> **Extracted material**
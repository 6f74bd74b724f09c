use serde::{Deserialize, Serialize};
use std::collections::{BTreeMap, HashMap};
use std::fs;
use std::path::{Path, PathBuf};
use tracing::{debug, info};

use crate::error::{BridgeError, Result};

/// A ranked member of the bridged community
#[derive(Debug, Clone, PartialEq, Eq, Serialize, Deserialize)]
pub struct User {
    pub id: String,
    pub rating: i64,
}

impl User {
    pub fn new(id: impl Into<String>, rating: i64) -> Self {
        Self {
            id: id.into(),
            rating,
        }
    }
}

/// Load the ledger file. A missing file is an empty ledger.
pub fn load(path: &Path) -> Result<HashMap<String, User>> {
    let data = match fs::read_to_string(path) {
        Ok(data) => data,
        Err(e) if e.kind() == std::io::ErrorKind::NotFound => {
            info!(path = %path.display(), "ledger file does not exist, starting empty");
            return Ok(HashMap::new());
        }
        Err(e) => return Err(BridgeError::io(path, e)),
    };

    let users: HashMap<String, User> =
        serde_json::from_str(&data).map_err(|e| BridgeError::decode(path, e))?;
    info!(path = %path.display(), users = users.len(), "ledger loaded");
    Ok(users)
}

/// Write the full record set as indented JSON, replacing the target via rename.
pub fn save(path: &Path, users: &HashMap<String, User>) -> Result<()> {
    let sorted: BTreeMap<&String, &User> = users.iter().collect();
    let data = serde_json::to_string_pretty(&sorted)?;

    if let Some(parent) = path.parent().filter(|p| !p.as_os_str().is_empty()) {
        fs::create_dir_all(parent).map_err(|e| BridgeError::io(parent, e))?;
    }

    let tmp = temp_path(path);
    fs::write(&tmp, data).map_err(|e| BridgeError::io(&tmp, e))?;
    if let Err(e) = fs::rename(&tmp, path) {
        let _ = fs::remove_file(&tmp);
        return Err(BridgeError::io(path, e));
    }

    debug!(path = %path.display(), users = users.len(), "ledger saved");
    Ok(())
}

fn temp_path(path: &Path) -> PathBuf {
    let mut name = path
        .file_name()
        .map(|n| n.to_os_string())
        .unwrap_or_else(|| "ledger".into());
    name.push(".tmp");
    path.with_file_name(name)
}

==

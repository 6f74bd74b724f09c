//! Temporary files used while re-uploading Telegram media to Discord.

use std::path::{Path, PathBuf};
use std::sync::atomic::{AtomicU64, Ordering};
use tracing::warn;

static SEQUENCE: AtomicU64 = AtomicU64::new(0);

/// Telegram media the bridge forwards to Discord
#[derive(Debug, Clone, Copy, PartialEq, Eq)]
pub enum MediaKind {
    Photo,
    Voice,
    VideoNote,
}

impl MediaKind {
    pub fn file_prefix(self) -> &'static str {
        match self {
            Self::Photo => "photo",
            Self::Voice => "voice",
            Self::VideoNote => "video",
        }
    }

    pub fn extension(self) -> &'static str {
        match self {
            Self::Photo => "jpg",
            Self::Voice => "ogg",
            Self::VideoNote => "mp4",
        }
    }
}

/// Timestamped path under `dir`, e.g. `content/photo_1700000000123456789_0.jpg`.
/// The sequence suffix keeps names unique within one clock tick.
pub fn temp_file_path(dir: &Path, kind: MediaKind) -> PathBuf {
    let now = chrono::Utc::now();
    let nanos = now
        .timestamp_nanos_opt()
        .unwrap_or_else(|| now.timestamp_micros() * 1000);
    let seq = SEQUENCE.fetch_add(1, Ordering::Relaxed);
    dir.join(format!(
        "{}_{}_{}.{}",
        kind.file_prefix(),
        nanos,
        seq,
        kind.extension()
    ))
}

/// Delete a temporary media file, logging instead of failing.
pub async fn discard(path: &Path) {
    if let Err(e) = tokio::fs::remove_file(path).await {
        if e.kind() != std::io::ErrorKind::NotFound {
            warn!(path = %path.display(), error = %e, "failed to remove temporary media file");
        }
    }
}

> **Task requirements**
If a line of the data holds the string "Discord", list it.

> **Answer space**
//! Temporary files used while re-uploading Telegram media to Discord.
/// Telegram media the bridge forwards to Discord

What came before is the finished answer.